THE PROBLEM: Only the line containing "pub struct NodeId(pub u64);" and the lines after it, through the end of the data below, are to be returned, each exactly as it stands.

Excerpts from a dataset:
BEGIN

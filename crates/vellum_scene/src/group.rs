//! Groups: ordered shape containers positioned as a unit.

use std::cell::RefCell;
use std::rc::Rc;

use crate::node::NodeId;
use crate::render::SceneRenderer;
use crate::shape::Primitive;

/// Group handle shared between a layer and the widget that owns the group.
pub type SharedGroup = Rc<RefCell<Group>>;

/// What a group represents.
#[derive(Debug, Clone, Copy, PartialEq, Eq, Default)]
pub enum GroupKind {
    /// Plain container.
    #[default]
    Generic,
    /// Tooltip bubble.
    Tooltip,
}

/// Ordered list of shapes drawn with a shared offset.
#[derive(Debug, Clone)]
pub struct Group {
    id: NodeId,
    kind: GroupKind,
    /// Offset applied to every child.
    pub x: f32,
    /// Offset applied to every child.
    pub y: f32,
    listening: bool,
    children: Vec<Primitive>,
}

impl Group {
    /// Creates an empty group at the origin.
    #[must_use]
    pub fn new(kind: GroupKind) -> Self {
        Self {
            id: NodeId::next(),
            kind,
            x: 0.0,
            y: 0.0,
            listening: true,
            children: Vec::with_capacity(8),
        }
    }

    /// Wraps the group in a shared handle.
    #[must_use]
    pub fn into_shared(self) -> SharedGroup {
        Rc::new(RefCell::new(self))
    }

    /// Returns the node ID.
    #[must_use]
    pub const fn id(&self) -> NodeId {
        self.id
    }

    /// Returns the group kind.
    #[must_use]
    pub const fn kind(&self) -> GroupKind {
        self.kind
    }

    /// Appends a child; returns its index.
    pub fn add(&mut self, child: impl Into<Primitive>) -> usize {
        self.children.push(child.into());
        self.children.len() - 1
    }

    /// Returns the child at `index`.
    #[must_use]
    pub fn child(&self, index: usize) -> Option<&Primitive> {
        self.children.get(index)
    }

    /// Returns the child at `index` mutably.
    pub fn child_mut(&mut self, index: usize) -> Option<&mut Primitive> {
        self.children.get_mut(index)
    }

    /// Children in drawing order.
    #[must_use]
    pub fn children(&self) -> &[Primitive] {
        &self.children
    }

    /// Number of children.
    #[must_use]
    pub fn len(&self) -> usize {
        self.children.len()
    }

    /// Returns true if the group has no children.
    #[must_use]
    pub fn is_empty(&self) -> bool {
        self.children.is_empty()
    }

    /// Moves the group.
    pub fn set_position(&mut self, x: f32, y: f32) -> &mut Self {
        self.x = x;
        self.y = y;
        self
    }

    /// Includes or excludes the group from hit-testing.
    pub fn set_listening(&mut self, listening: bool) -> &mut Self {
        self.listening = listening;
        self
    }

    /// Returns true if the group takes part in hit-testing.
    #[must_use]
    pub const fn is_listening(&self) -> bool {
        self.listening
    }

    /// Records the group's children, offset by the group position.
    pub fn draw(&self, renderer: &mut SceneRenderer) {
        renderer.push_translate(self.x, self.y);
        for child in &self.children {
            child.emit(renderer);
        }
        renderer.pop_translate();
    }
}
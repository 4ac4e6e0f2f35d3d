//! Integration tests for tooltip visibility, layout and layer membership.

use vellum_scene::{FixedMetrics, Group, GroupKind, Layer, LayerHandle, NodeId, Point2D};
use vellum_ui::{Tooltip, Visibility};

const EPS: f32 = 1e-3;

fn group_id(tooltip: &Tooltip) -> NodeId {
    tooltip.group().borrow().id()
}

fn member_ids(layer: &LayerHandle) -> Vec<NodeId> {
    layer.borrow().children().iter().map(|g| g.borrow().id()).collect()
}

#[test]
fn test_unattached_then_attached_scenario() {
    let mut tooltip = Tooltip::new().with_measurer(FixedMetrics::new(30.0, 10.0));

    // No layer: nothing happens.
    tooltip.show(100.0, 50.0);
    assert!(tooltip.layer().is_none());
    assert_eq!(tooltip.visibility(), Visibility::Hidden);

    let layer = Layer::shared();
    tooltip.attach_to(Some(&layer));
    tooltip.show(100.0, 50.0);

    assert!(layer.borrow().contains(group_id(&tooltip)));
    let body = tooltip.body().unwrap();
    assert_eq!((body.width, body.height), (25.0, 27.0));

    let group = tooltip.group().borrow();
    assert!((group.x - (100.0 - 25.0 / 2.0)).abs() < EPS);
    assert!((group.y - (50.0 - 27.0)).abs() < EPS);
}

#[test]
fn test_show_then_hide_restores_membership() {
    let layer = Layer::shared();
    let background = Group::new(GroupKind::Generic).into_shared();
    layer.borrow_mut().add(&background);

    let mut tooltip = Tooltip::with_layer(&layer);
    let before = member_ids(&layer);

    tooltip.set_values(Some("12.5"), Some("Latency")).show(40.0, 40.0);
    assert_eq!(layer.borrow().len(), 2);
    tooltip.hide();

    assert_eq!(member_ids(&layer), before);
}

#[test]
fn test_body_size_tracks_measured_text() {
    let layer = Layer::shared();
    let mut tooltip = Tooltip::with_layer(&layer).with_measurer(FixedMetrics::new(48.0, 14.0));

    tooltip.set_values(Some("text"), Some("label")).show(0.0, 0.0);
    let body = tooltip.body().unwrap();
    assert_eq!(body.width, 48.0 + 25.0);
    assert_eq!(body.height, 14.0 + 14.0 + 27.0);

    tooltip.set_values(None, Some("label"));
    let body = tooltip.body().unwrap();
    assert_eq!(body.width, 48.0 + 25.0);
    assert_eq!(body.height, 14.0 + 27.0);
}

#[test]
fn test_body_bottom_center_sits_on_anchor() {
    let layer = Layer::shared();
    let mut tooltip = Tooltip::with_layer(&layer);

    for (x, y) in [(100.0, 50.0), (13.3, 700.25), (-40.0, 5.0)] {
        tooltip
            .set_values(Some("Memory: 512 MiB"), Some("Node 7"))
            .show_forced(x, y);

        let bounds = tooltip.bounds().unwrap();
        assert!((bounds.center().x - x).abs() < EPS, "center {} vs {x}", bounds.center().x);
        assert!((bounds.bottom() - y).abs() < EPS, "bottom {} vs {y}", bounds.bottom());
    }
}

#[test]
fn test_tail_points_below_anchor() {
    let layer = Layer::shared();
    let mut tooltip = Tooltip::with_layer(&layer).with_measurer(FixedMetrics::new(20.0, 10.0));
    tooltip.set_values(Some("a"), Some("b")).show(200.0, 100.0);

    let group = tooltip.group().borrow();
    let tail = tooltip.tail().unwrap();
    let apex = tail.points[1].offset(group.x, group.y);

    assert!((apex.x - 200.0).abs() < EPS);
    assert!((apex.y - 110.0).abs() < EPS);
    assert!(tooltip.mask().unwrap().points[1].y < tail.points[1].y);
}

#[test]
fn test_repeated_show_is_idempotent() {
    let layer = Layer::shared();
    let mut tooltip = Tooltip::with_layer(&layer);

    tooltip.show(10.0, 10.0);
    let batches = layer.borrow().batch_count();
    tooltip.show(10.0, 10.0);

    assert_eq!(layer.borrow().batch_count(), batches);
    assert_eq!(layer.borrow().len(), 1);
}

#[test]
fn test_attach_while_hidden_only_rebinds() {
    let first = Layer::shared();
    let second = Layer::shared();
    let mut tooltip = Tooltip::with_layer(&first);

    tooltip.attach_to(Some(&second));

    assert!(first.borrow().is_empty());
    assert!(second.borrow().is_empty());
    assert_eq!(first.borrow().batch_count(), 0);
    assert_eq!(second.borrow().batch_count(), 0);

    tooltip.show(5.0, 5.0);
    assert!(second.borrow().contains(group_id(&tooltip)));
    assert!(first.borrow().is_empty());
}

#[test]
fn test_attach_while_shown_moves_group() {
    let first = Layer::shared();
    let second = Layer::shared();
    let mut tooltip = Tooltip::with_layer(&first);
    tooltip.show(5.0, 5.0);

    tooltip.attach_to(Some(&second));

    assert!(!first.borrow().contains(group_id(&tooltip)));
    assert!(second.borrow().contains(group_id(&tooltip)));
    assert_eq!(first.borrow().batch_count(), 2);
    assert_eq!(second.borrow().batch_count(), 1);
    assert!(tooltip.is_visible());

    tooltip.hide();
    assert!(second.borrow().is_empty());
}

#[test]
fn test_attach_same_layer_is_noop() {
    let layer = Layer::shared();
    let mut tooltip = Tooltip::with_layer(&layer);
    tooltip.show(0.0, 0.0);
    let batches = layer.borrow().batch_count();

    tooltip.attach_to(Some(&layer));

    assert_eq!(layer.borrow().batch_count(), batches);
    assert_eq!(layer.borrow().len(), 1);
}

#[test]
fn test_detach_while_shown_leaves_old_layer() {
    let layer = Layer::shared();
    let mut tooltip = Tooltip::with_layer(&layer);
    tooltip.show(0.0, 0.0);

    tooltip.attach_to(None);
    assert!(layer.borrow().is_empty());

    // Without a layer, hide cannot run and the tooltip stays shown.
    tooltip.hide();
    assert!(tooltip.is_visible());
}

#[test]
fn test_set_values_none_normalizes_to_empty() {
    let layer = Layer::shared();
    let mut tooltip = Tooltip::with_layer(&layer);

    tooltip.set_values(Some("x"), Some("y")).set_values(None, None).show(60.0, 60.0);

    assert_eq!((tooltip.text(), tooltip.label()), ("", ""));
    let body = tooltip.body().unwrap();
    assert_eq!((body.width, body.height), (25.0, 27.0));
    assert_eq!(tooltip.last_position(), Point2D::new(60.0, 60.0));
}
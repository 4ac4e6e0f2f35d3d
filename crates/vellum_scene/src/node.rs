//! Node identity.

use std::sync::atomic::{AtomicU64, Ordering};

static NEXT_NODE_ID: AtomicU64 = AtomicU64::new(1);

/// Unique identifier for a scene node.
#[derive(Debug, Clone, Copy, PartialEq, Eq, Hash, PartialOrd, Ord)]
pub struct NodeId(pub u64);

impl NodeId {
    /// Allocates a fresh, process-wide unique ID.
    #[must_use]
    pub fn next() -> Self {
        Self(NEXT_NODE_ID.fetch_add(1, Ordering::Relaxed))
    }

    /// Returns the raw ID value.
    #[must_use]
    pub const fn raw(self) -> u64 {
        self.0
    }
}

END

EXERCISE OUTPUT:
pub struct NodeId(pub u64);

impl NodeId {
    /// Allocates a fresh, process-wide unique ID.
    #[must_use]
    pub fn next() -> Self {
        Self(NEXT_NODE_ID.fetch_add(1, Ordering::Relaxed))
    }

    /// Returns the raw ID value.
    #[must_use]
    pub const fn raw(self) -> u64 {
        self.0
    }
}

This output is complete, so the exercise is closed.